Socrates, The Crito, and Me: On being a Ute

Socrates, The Crito, and Me: On being a Ute

In Plato’s dialogue Crito, Socrates tells his friend Crito that he cannot flee his death sentence and impose upon himself exile. He is an Athenian and everything he has become, all the things that make him Socrates, are the result of Athenian culture and Athenian institutions.

I sometimes feel similarly towards the University of Utah.

My time at the University of Utah was a struggle. Long commutes. Financial struggles. I was not a favorite of the faculty. By having kids and a wife who worked, my commitment to the scholarly pursuit was often questioned.

I am a Ute officially because I got two degrees there, my BA and MA. Both are in political science. I actually never lived on campus or even in Salt Lake County, but I spent about 5 years there as a student. It was there as a junior that I fell in love with political theory. It was during my senior year that I took a class focusing on John Rawls.

My understanding of Rawls was greatly expanded while taking graduate seminars in the philosophy department. It was while listening to a public lecture by Utah philosopher Bruce Landesman on John Rawls that I decided to focus my studies on Rawls. That lecture was 11 years ago.

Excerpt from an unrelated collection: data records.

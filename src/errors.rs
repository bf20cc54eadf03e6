// ABOUTME: Unified error handling with standard error codes and HTTP response formatting
// ABOUTME: Defines AppError, ErrorCode and the serialized error envelope returned to callers
//
// SPDX-License-Identifier: MIT OR Apache-2.0
// Copyright (c) 2025 Reserva Project

//! # Unified Error Handling System
//!
//! This module provides a centralized error handling system for the Reserva
//! booking server. It defines standard error types, error codes, and HTTP
//! response formatting to ensure consistent error handling across all modules.

use axum::http::StatusCode;
use axum::response::{IntoResponse, Json, Response};
use serde::{Deserialize, Serialize};
use std::fmt;
use thiserror::Error;

/// Standard error codes used throughout the application
#[derive(Debug, Clone, Copy, PartialEq, Eq, Serialize, Deserialize)]
pub enum ErrorCode {
    // Authentication & Authorization (1000-1999)
    #[serde(rename = "AUTH_REQUIRED")]
    AuthRequired = 1000,
    #[serde(rename = "AUTH_INVALID")]
    AuthInvalid = 1001,
    #[serde(rename = "AUTH_EXPIRED")]
    AuthExpired = 1002,
    #[serde(rename = "PERMISSION_DENIED")]
    PermissionDenied = 1003,

    // Validation (3000-3999)
    #[serde(rename = "INVALID_INPUT")]
    InvalidInput = 3000,
    #[serde(rename = "MISSING_REQUIRED_FIELD")]
    MissingRequiredField = 3001,
    #[serde(rename = "VALUE_OUT_OF_RANGE")]
    ValueOutOfRange = 3002,

    // Resource Management (4000-4999)
    #[serde(rename = "RESOURCE_NOT_FOUND")]
    ResourceNotFound = 4000,

    // External Services (5000-5999)
    #[serde(rename = "EXTERNAL_SERVICE_ERROR")]
    ExternalServiceError = 5000,

    // Configuration (6000-6999)
    #[serde(rename = "CONFIG_ERROR")]
    ConfigError = 6000,

    // Internal Errors (9000-9999)
    #[serde(rename = "INTERNAL_ERROR")]
    InternalError = 9000,
    #[serde(rename = "DATABASE_ERROR")]
    DatabaseError = 9001,
}

impl ErrorCode {
    /// Get the HTTP status code for this error
    #[must_use]
    pub const fn http_status(&self) -> u16 {
        match self {
            // 400 Bad Request
            Self::InvalidInput | Self::MissingRequiredField | Self::ValueOutOfRange => 400,

            // 401 Unauthorized
            Self::AuthRequired | Self::AuthInvalid | Self::AuthExpired => 401,

            // 403 Forbidden
            Self::PermissionDenied => 403,

            // 404 Not Found
            Self::ResourceNotFound => 404,

            // 502 Bad Gateway
            Self::ExternalServiceError => 502,

            // 500 Internal Server Error
            Self::InternalError | Self::DatabaseError | Self::ConfigError => 500,
        }
    }

    /// Get a user-friendly description of this error
    #[must_use]
    pub const fn description(&self) -> &'static str {
        match self {
            Self::AuthRequired => "Authentication is required to access this resource",
            Self::AuthInvalid => "The provided authentication credentials are invalid",
            Self::AuthExpired => "The authentication token has expired",
            Self::PermissionDenied => "You do not have permission to perform this action",
            Self::InvalidInput => "The provided input is invalid",
            Self::MissingRequiredField => "A required field is missing from the request",
            Self::ValueOutOfRange => "The provided value is outside the acceptable range",
            Self::ResourceNotFound => "The requested resource was not found",
            Self::ExternalServiceError => "An external service encountered an error",
            Self::ConfigError => "Configuration error encountered",
            Self::InternalError => "An internal server error occurred",
            Self::DatabaseError => "Database operation failed",
        }
    }
}

/// Unified error type for the application
#[derive(Debug, Error)]
pub struct AppError {
    /// Error code
    pub code: ErrorCode,
    /// Human-readable error message
    pub message: String,
    /// Source error for error chaining
    #[source]
    pub source: Option<Box<dyn std::error::Error + Send + Sync>>,
}

impl AppError {
    /// Create a new `AppError` with the given code and message
    pub fn new(code: ErrorCode, message: impl Into<String>) -> Self {
        Self {
            code,
            message: message.into(),
            source: None,
        }
    }

    /// Add a source error for error chaining
    #[must_use]
    pub fn with_source(mut self, source: impl std::error::Error + Send + Sync + 'static) -> Self {
        self.source = Some(Box::new(source));
        self
    }

    /// Get the HTTP status code for this error
    #[must_use]
    pub const fn http_status(&self) -> u16 {
        self.code.http_status()
    }

    /// Authentication required
    #[must_use]
    pub fn auth_required() -> Self {
        Self::new(ErrorCode::AuthRequired, "Authentication required")
    }

    /// Invalid authentication
    pub fn auth_invalid(message: impl Into<String>) -> Self {
        Self::new(ErrorCode::AuthInvalid, message)
    }

    /// Authentication expired
    #[must_use]
    pub fn auth_expired() -> Self {
        Self::new(ErrorCode::AuthExpired, "Authentication token has expired")
    }

    /// Role or context not permitted for this operation
    pub fn permission_denied(message: impl Into<String>) -> Self {
        Self::new(ErrorCode::PermissionDenied, message)
    }

    /// Resource not found
    pub fn not_found(resource: impl Into<String>) -> Self {
        Self::new(
            ErrorCode::ResourceNotFound,
            format!("{} not found", resource.into()),
        )
    }

    /// Invalid input
    pub fn invalid_input(message: impl Into<String>) -> Self {
        Self::new(ErrorCode::InvalidInput, message)
    }

    /// Required field absent or empty
    pub fn missing_required_field(field: impl Into<String>) -> Self {
        Self::new(
            ErrorCode::MissingRequiredField,
            format!("{} is required", field.into()),
        )
    }

    /// Value outside the acceptable range
    pub fn value_out_of_range(message: impl Into<String>) -> Self {
        Self::new(ErrorCode::ValueOutOfRange, message)
    }

    /// Internal server error
    pub fn internal(message: impl Into<String>) -> Self {
        Self::new(ErrorCode::InternalError, message)
    }

    /// Database error
    pub fn database(message: impl Into<String>) -> Self {
        Self::new(ErrorCode::DatabaseError, message)
    }
}

impl fmt::Display for AppError {
    fn fmt(&self, f: &mut fmt::Formatter<'_>) -> fmt::Result {
        write!(f, "{}: {}", self.code.description(), self.message)
    }
}

/// Result type alias for convenience
pub type AppResult<T> = Result<T, AppError>;

/// HTTP error response format
#[derive(Debug, Serialize, Deserialize)]
pub struct ErrorResponse {
    /// HTTP status code mirrored into the payload for envelope consistency
    pub status: u16,
    /// Machine-readable error code
    pub code: ErrorCode,
    /// Human-readable error message
    pub message: String,
}

impl From<&AppError> for ErrorResponse {
    fn from(error: &AppError) -> Self {
        Self {
            status: error.http_status(),
            code: error.code,
            message: error.message.clone(),
        }
    }
}

impl IntoResponse for AppError {
    fn into_response(self) -> Response {
        let body = ErrorResponse::from(&self);
        let status =
            StatusCode::from_u16(self.http_status()).unwrap_or(StatusCode::INTERNAL_SERVER_ERROR);
        (status, Json(body)).into_response()
    }
}

/// Conversion from `anyhow::Error` for operation-boundary catches
impl From<anyhow::Error> for AppError {
    fn from(error: anyhow::Error) -> Self {
        Self::new(ErrorCode::InternalError, error.to_string())
    }
}

/// Conversion from raw `sqlx` errors that escape the persistence gateway
impl From<sqlx::Error> for AppError {
    fn from(error: sqlx::Error) -> Self {
        let message = error.to_string();
        Self::new(ErrorCode::DatabaseError, message).with_source(error)
    }
}
// ABOUTME: Action and error log sinks backing every mutating operation
// ABOUTME: Appends immutable audit entries and records structured failures with normalized responses
//
// Licensed under either of Apache License, Version 2.0 or MIT License at your option.
// Copyright ©2025 Reserva Project

//! # Audit Logging
//!
//! Two sinks used by the workflows:
//!
//! - [`ActionLogger`] appends an immutable action entry for every mutating
//!   operation, attributed to the acting user.
//! - [`ErrorLogger`] records a structured failure and hands back the
//!   normalized error the operation returns to the HTTP layer, so every
//!   unexpected fault leaves a diagnostic trail.

use crate::database::Database;
use crate::errors::AppError;
use chrono::{DateTime, Utc};
use serde::{Deserialize, Serialize};
use std::fmt;
use std::str::FromStr;
use std::sync::Arc;

/// Kind of mutating action being audited
#[derive(Debug, Clone, Copy, PartialEq, Eq, Serialize, Deserialize)]
#[serde(rename_all = "UPPERCASE")]
pub enum AuditAction {
    Create,
    Update,
    Delete,
}

impl AuditAction {
    /// Canonical uppercase name as stored in the database
    #[must_use]
    pub const fn as_str(&self) -> &'static str {
        match self {
            Self::Create => "CREATE",
            Self::Update => "UPDATE",
            Self::Delete => "DELETE",
        }
    }
}

impl fmt::Display for AuditAction {
    fn fmt(&self, f: &mut fmt::Formatter<'_>) -> fmt::Result {
        f.write_str(self.as_str())
    }
}

impl FromStr for AuditAction {
    type Err = String;

    fn from_str(s: &str) -> Result<Self, Self::Err> {
        match s {
            "CREATE" => Ok(Self::Create),
            "UPDATE" => Ok(Self::Update),
            "DELETE" => Ok(Self::Delete),
            other => Err(format!("Unknown audit action: {other}")),
        }
    }
}

/// An action entry before it is appended to the log
#[derive(Debug, Clone)]
pub struct AuditEntry {
    /// Id of the record the action applied to
    pub reference_id: i64,
    /// Kind of record, e.g. `SERVICE_BOOKING`
    pub reference_type: String,
    pub action: AuditAction,
    /// Originating operation, e.g. `BookingManager::update`
    pub context: String,
    pub description: String,
    pub additional_info: Option<serde_json::Value>,
}

/// A stored action log row
#[derive(Debug, Clone, Serialize)]
#[serde(rename_all = "camelCase")]
pub struct AuditRecord {
    pub id: i64,
    pub reference_id: i64,
    pub reference_type: String,
    pub action: AuditAction,
    pub context: String,
    pub description: String,
    pub additional_info: Option<serde_json::Value>,
    pub actor_user_id: i64,
    pub created_at: DateTime<Utc>,
}

/// Append-only audit sink for mutating operations
#[derive(Clone)]
pub struct ActionLogger {
    database: Arc<Database>,
}

impl ActionLogger {
    /// Create a new action logger over the shared database
    #[must_use]
    pub fn new(database: Arc<Database>) -> Self {
        Self { database }
    }

    /// Append an action entry attributed to the acting user
    ///
    /// # Errors
    ///
    /// Returns an error when the underlying insert fails; callers treat
    /// that as a persistence fault of the enclosing operation.
    pub async fn log_action(&self, entry: &AuditEntry, actor_user_id: i64) -> anyhow::Result<()> {
        let id = self.database.insert_action_log(entry, actor_user_id).await?;
        tracing::debug!(
            audit_id = id,
            reference_id = entry.reference_id,
            action = %entry.action,
            actor = actor_user_id,
            "Action logged"
        );
        Ok(())
    }
}

/// Structured failure sink returning normalized error responses
#[derive(Clone)]
pub struct ErrorLogger {
    database: Arc<Database>,
}

impl ErrorLogger {
    /// Create a new error logger over the shared database
    #[must_use]
    pub fn new(database: Arc<Database>) -> Self {
        Self { database }
    }

    /// Record a failure and return the normalized error for the caller
    ///
    /// The returned `AppError` carries the public message only; the detail
    /// goes to the log sink and tracing. A sink write failure must not mask
    /// the original fault, so it is traced and swallowed.
    pub async fn log(&self, message: &str, detail: &str, context: &str) -> AppError {
        tracing::error!(context = context, detail = detail, "{message}");

        if let Err(sink_err) = self.database.insert_error_log(message, detail, context).await {
            tracing::error!(
                context = context,
                "Failed to write error log entry: {sink_err}"
            );
        }

        AppError::database(message)
    }
}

This last school year, I had the privilege of teaching political philosophy and American Heritage at BYU (after teaching similar courses for three years at BYU-Idaho). In addition to my teaching during this last year, I had a number of opportunities to participate in conferences dealing with Mormonism, Religion, and public affairs.

While these meetings and discussions at BYU have been a lot of fun, they have also reinforced two things. First…boy am I a liberal. This was my first heavy dose of conservative academia. Having been trained in the liberal egalitarian school, I was for the first time surrounded by Straussians and religious conservatives. While I expect this in most LDS settings, my department in Rexburg was quite moderate in terms of politics. This moderation was also found in the political science department at BYU, but these conferences had a considerable conservative, though still very intellectual, bent. Second, I am a secular thinker when it comes to politics. My attempt to form a religious argument for egalitarianism has become a secular critique of religious themes.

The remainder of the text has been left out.